What the task asks: Print nothing but the lines below starting at the line that holds "bytes = response.bytes().await.map_err(SignInError::Transport)?;" and ending at the line that holds "let payload = match", including both, each exactly as written.

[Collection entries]
============

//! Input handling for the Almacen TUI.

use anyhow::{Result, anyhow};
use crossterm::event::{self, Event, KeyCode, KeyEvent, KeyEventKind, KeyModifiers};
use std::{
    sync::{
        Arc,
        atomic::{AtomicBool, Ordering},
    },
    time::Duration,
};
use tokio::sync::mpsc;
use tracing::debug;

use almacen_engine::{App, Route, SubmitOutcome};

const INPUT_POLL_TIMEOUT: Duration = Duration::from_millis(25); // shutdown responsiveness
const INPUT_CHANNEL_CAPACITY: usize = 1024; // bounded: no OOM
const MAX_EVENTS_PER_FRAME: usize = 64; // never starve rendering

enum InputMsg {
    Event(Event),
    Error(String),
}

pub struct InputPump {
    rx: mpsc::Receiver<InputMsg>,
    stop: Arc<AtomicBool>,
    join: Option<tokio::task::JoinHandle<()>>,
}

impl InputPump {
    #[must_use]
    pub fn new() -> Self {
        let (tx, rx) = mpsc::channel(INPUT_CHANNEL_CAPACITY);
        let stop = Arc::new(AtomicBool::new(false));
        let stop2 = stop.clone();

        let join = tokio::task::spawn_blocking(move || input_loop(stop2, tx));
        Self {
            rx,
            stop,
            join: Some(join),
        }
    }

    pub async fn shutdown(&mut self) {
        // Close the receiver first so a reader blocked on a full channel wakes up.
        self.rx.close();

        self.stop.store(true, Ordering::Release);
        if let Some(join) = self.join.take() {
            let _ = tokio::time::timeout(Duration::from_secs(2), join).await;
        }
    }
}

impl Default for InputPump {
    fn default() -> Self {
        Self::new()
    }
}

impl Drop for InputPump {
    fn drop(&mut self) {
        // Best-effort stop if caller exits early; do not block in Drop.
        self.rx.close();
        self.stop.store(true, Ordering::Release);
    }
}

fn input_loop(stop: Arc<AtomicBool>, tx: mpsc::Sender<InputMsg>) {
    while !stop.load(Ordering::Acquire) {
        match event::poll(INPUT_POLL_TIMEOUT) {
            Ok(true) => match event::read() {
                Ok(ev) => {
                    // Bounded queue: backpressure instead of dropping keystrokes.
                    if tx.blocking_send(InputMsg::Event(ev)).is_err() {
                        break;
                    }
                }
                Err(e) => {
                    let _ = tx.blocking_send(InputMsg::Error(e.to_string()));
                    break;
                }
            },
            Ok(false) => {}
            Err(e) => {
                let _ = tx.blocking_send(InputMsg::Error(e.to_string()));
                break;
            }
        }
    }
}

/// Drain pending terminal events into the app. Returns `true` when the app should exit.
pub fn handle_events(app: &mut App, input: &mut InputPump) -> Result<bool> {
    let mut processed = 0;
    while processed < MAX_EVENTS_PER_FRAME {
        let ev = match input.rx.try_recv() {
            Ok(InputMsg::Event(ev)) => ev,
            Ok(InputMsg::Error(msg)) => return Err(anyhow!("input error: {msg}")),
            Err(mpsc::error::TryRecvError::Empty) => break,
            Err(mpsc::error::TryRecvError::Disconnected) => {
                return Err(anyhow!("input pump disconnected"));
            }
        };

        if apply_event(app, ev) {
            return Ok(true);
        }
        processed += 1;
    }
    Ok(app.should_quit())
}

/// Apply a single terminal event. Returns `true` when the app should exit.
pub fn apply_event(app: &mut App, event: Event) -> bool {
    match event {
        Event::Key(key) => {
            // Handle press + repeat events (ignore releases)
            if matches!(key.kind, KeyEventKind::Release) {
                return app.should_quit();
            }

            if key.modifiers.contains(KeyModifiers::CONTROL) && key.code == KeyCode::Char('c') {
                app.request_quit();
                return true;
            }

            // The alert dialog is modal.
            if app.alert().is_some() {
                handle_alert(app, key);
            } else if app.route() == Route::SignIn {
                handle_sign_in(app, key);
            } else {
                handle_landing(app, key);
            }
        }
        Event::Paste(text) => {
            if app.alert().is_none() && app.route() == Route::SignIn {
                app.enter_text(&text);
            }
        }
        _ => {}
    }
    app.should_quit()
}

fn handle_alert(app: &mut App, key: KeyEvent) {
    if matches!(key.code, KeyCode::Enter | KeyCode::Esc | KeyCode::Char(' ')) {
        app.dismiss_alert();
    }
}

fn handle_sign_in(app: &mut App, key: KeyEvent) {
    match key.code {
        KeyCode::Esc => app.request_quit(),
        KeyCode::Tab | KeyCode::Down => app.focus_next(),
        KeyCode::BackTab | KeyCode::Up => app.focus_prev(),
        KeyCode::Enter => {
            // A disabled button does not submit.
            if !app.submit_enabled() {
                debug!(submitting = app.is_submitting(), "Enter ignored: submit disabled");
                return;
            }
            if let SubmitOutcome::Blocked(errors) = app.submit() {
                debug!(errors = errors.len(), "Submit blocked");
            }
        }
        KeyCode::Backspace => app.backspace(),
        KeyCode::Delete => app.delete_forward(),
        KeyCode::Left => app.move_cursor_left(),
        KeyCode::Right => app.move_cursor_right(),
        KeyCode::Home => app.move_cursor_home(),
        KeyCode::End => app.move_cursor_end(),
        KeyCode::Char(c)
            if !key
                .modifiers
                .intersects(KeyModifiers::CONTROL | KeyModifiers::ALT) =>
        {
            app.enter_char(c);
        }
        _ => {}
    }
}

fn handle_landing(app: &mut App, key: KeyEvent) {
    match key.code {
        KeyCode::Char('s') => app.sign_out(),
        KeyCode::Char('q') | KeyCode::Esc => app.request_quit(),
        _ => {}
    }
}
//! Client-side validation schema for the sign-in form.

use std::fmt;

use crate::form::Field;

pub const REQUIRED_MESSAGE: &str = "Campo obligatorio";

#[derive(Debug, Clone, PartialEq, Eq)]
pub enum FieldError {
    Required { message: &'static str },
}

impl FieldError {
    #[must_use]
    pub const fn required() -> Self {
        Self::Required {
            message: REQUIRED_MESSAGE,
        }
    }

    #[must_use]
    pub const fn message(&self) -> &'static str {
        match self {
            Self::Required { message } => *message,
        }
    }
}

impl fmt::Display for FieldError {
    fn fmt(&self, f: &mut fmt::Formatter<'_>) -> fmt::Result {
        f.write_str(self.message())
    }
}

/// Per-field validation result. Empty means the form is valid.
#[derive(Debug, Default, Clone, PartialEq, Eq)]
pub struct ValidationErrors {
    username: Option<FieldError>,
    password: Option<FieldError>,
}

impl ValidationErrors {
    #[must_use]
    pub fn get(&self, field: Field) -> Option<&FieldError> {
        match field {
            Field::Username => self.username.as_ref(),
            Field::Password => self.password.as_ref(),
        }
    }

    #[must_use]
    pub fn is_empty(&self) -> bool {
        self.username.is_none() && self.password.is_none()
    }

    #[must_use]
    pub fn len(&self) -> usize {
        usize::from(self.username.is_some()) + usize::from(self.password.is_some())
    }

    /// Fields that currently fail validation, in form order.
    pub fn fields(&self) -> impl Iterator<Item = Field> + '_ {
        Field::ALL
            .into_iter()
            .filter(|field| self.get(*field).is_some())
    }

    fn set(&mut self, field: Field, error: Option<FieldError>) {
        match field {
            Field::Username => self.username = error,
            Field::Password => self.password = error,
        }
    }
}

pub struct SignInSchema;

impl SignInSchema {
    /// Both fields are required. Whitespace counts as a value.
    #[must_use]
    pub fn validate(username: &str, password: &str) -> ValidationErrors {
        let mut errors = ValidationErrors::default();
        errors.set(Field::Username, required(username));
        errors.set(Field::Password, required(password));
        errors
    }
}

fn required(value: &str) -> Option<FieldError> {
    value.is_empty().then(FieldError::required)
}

============

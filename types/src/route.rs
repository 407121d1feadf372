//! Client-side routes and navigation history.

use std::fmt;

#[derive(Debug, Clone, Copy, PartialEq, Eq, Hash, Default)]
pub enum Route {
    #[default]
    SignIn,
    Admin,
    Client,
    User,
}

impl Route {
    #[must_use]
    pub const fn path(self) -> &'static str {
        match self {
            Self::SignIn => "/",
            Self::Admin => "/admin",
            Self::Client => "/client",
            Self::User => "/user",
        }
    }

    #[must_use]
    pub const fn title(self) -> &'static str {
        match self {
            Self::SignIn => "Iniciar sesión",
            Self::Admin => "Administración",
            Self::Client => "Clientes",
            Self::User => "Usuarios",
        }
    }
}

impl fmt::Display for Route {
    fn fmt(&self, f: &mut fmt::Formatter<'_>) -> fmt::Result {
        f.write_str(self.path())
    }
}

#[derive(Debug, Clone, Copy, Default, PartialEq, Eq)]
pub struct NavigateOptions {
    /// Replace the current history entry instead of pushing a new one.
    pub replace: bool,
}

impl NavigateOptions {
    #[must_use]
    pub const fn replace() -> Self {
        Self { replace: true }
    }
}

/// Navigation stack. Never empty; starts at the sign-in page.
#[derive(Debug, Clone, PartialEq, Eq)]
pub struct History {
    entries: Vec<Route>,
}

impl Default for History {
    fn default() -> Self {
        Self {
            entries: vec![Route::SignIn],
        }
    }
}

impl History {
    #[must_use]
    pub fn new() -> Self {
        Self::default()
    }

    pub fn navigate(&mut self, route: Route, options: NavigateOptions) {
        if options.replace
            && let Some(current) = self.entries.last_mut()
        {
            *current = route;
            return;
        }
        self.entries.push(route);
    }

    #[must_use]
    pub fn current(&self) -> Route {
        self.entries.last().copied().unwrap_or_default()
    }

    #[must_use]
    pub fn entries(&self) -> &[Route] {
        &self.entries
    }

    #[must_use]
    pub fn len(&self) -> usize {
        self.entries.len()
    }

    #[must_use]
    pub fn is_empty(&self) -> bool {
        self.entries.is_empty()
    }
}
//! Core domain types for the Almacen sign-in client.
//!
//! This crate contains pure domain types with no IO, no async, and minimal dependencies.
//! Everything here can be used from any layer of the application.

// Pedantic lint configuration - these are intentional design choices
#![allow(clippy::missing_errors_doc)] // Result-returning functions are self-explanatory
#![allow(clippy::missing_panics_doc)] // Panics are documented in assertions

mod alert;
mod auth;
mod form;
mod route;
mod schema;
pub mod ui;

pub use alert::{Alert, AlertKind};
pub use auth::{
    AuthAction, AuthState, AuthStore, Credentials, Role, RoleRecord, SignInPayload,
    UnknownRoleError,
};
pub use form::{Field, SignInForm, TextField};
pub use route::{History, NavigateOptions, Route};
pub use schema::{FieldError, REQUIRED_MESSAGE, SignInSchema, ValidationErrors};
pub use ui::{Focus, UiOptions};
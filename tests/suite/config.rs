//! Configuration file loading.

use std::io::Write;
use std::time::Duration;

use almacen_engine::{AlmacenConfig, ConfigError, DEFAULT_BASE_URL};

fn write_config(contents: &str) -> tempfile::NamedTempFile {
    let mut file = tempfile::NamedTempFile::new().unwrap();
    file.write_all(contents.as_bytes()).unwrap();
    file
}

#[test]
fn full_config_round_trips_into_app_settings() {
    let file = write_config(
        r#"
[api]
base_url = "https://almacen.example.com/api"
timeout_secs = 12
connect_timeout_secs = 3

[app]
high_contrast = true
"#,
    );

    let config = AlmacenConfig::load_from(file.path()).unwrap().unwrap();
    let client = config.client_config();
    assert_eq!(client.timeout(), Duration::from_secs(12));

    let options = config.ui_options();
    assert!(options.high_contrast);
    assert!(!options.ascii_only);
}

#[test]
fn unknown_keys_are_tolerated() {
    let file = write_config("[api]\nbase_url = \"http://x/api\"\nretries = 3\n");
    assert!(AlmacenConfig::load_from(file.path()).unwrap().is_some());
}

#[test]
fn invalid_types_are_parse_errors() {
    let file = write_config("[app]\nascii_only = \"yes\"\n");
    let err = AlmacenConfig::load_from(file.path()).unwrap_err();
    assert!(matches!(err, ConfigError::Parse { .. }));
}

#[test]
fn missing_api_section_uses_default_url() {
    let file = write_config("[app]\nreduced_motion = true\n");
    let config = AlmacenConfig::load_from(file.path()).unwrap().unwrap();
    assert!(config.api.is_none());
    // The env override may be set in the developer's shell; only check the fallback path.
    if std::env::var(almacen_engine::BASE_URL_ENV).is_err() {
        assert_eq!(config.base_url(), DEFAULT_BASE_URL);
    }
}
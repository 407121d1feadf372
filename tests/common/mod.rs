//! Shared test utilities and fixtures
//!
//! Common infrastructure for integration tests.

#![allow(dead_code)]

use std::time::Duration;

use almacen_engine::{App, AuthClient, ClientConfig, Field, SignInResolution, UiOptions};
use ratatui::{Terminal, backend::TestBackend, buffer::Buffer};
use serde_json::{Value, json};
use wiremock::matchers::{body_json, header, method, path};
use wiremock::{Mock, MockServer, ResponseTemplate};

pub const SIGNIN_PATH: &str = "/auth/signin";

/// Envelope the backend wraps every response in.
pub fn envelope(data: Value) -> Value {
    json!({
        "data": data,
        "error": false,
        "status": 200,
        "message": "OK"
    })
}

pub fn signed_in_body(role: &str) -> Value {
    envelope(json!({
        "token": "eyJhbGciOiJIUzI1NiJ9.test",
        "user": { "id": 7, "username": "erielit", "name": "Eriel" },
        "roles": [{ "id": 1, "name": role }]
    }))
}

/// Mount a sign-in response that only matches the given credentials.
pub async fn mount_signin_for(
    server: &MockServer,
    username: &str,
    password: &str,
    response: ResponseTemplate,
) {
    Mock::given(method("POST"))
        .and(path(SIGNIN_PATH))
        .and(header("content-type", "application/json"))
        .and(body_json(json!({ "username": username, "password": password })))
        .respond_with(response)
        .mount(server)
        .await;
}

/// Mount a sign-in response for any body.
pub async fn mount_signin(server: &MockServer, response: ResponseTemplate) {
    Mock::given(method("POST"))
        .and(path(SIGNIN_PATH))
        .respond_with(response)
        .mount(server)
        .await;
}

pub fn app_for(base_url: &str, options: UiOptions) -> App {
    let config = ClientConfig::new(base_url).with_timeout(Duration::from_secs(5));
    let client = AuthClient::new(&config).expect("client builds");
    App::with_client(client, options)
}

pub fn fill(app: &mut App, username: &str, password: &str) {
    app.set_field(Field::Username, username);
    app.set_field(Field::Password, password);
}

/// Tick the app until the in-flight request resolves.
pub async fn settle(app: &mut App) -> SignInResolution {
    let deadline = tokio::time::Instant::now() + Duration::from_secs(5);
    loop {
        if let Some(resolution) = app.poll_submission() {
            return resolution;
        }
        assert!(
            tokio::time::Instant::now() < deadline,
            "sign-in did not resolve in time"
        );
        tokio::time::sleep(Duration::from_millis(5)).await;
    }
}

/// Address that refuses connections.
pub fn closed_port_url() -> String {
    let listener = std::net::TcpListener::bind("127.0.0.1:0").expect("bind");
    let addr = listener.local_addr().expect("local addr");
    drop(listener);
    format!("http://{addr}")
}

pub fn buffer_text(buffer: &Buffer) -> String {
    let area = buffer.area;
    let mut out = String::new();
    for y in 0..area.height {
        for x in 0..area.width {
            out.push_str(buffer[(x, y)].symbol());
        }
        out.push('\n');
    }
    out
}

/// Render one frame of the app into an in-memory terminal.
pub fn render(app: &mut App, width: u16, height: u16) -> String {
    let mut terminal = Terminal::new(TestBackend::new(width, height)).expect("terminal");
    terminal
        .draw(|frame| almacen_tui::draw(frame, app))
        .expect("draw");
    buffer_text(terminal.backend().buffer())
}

============

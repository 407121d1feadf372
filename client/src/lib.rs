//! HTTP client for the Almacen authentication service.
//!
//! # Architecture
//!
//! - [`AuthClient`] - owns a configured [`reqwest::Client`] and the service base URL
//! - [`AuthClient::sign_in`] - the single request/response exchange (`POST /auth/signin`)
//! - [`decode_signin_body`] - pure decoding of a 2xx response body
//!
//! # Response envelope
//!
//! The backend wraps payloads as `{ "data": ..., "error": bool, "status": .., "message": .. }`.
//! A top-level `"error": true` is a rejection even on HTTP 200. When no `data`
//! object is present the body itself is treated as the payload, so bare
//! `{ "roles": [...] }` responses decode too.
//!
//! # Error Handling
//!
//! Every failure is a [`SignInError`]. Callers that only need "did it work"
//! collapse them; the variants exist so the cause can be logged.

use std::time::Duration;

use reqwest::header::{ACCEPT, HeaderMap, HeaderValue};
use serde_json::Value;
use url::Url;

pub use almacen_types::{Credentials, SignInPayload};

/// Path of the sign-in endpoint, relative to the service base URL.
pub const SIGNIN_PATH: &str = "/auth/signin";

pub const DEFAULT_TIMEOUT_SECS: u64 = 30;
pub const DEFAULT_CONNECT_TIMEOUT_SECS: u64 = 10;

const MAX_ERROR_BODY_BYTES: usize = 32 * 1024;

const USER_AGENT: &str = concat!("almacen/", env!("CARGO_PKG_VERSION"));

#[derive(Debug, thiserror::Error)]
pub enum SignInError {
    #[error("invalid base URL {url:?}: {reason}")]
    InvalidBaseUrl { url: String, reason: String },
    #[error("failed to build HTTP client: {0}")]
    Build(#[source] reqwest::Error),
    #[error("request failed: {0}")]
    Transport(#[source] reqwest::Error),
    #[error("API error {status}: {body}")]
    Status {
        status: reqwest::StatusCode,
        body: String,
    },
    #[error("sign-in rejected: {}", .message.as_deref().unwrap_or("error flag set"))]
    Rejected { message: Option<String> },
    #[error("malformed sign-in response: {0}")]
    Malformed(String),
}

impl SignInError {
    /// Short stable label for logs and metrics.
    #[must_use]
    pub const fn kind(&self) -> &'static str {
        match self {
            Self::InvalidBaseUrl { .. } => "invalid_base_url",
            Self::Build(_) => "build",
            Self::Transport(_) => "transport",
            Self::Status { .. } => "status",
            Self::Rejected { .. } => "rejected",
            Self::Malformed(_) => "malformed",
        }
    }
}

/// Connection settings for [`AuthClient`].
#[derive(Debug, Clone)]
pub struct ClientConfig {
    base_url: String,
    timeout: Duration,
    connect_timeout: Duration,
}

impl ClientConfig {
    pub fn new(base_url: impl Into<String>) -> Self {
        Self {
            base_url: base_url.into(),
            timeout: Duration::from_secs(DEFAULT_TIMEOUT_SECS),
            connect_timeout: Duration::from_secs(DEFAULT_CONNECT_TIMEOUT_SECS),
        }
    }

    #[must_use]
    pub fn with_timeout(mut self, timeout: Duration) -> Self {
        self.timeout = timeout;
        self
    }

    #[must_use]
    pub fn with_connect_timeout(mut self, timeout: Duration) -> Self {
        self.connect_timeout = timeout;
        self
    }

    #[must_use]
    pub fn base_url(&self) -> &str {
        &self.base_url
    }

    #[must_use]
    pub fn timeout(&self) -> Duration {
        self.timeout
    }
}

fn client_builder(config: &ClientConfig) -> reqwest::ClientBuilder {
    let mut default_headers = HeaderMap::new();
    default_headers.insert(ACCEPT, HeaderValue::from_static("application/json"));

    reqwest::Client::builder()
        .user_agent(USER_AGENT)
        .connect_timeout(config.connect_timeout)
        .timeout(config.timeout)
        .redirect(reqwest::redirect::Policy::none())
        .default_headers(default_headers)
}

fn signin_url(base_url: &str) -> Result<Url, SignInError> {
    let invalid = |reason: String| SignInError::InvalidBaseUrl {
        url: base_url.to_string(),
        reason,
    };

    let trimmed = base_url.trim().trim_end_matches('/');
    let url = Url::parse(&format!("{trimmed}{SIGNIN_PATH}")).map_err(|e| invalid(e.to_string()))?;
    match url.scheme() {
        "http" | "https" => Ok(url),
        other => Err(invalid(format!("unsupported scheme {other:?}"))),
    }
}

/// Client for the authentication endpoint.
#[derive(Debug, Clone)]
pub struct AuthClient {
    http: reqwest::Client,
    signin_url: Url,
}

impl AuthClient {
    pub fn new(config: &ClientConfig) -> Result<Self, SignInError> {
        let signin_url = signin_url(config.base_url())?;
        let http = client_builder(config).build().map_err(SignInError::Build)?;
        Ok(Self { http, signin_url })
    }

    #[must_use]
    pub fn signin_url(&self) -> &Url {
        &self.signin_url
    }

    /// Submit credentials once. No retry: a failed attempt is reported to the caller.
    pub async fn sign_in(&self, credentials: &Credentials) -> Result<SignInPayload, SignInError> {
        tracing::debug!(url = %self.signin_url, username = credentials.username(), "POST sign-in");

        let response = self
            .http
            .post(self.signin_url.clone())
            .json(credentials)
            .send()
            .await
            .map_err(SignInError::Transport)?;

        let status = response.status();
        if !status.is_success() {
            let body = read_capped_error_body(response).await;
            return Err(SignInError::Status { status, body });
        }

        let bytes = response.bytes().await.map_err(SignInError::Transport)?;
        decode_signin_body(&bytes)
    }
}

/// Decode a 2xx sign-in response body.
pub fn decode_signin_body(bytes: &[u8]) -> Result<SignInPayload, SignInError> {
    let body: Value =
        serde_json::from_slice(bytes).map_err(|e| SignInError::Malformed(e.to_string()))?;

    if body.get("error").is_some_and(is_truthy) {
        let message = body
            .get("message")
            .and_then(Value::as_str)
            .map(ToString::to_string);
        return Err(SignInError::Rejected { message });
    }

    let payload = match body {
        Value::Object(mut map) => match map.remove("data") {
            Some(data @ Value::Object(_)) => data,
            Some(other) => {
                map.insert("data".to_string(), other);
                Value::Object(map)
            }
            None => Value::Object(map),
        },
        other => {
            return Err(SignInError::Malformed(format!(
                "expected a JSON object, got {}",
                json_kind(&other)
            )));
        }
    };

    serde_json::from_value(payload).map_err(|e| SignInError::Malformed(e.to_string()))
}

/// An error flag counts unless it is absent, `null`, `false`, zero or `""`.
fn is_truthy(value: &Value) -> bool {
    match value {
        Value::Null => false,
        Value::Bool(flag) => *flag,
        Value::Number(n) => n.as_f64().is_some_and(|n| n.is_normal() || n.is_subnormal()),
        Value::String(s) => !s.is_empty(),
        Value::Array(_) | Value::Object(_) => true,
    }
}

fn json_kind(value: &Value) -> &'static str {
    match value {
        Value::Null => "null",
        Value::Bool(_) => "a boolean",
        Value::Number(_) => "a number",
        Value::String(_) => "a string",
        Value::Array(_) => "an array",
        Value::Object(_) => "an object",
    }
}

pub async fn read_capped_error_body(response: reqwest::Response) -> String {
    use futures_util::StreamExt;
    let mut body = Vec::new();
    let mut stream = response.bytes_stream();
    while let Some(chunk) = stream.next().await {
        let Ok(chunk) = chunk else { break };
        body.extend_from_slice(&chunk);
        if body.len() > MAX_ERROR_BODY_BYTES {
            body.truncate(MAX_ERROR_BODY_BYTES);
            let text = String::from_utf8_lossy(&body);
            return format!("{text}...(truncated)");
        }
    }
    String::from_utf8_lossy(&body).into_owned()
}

============

Exercise response:
        let bytes = response.bytes().await.map_err(SignInError::Transport)?;
        decode_signin_body(&bytes)
    }
}

/// Decode a 2xx sign-in response body.
pub fn decode_signin_body(bytes: &[u8]) -> Result<SignInPayload, SignInError> {
    let body: Value =
        serde_json::from_slice(bytes).map_err(|e| SignInError::Malformed(e.to_string()))?;

    if body.get("error").is_some_and(is_truthy) {
        let message = body
            .get("message")
            .and_then(Value::as_str)
            .map(ToString::to_string);
        return Err(SignInError::Rejected { message });
    }

    let payload = match body {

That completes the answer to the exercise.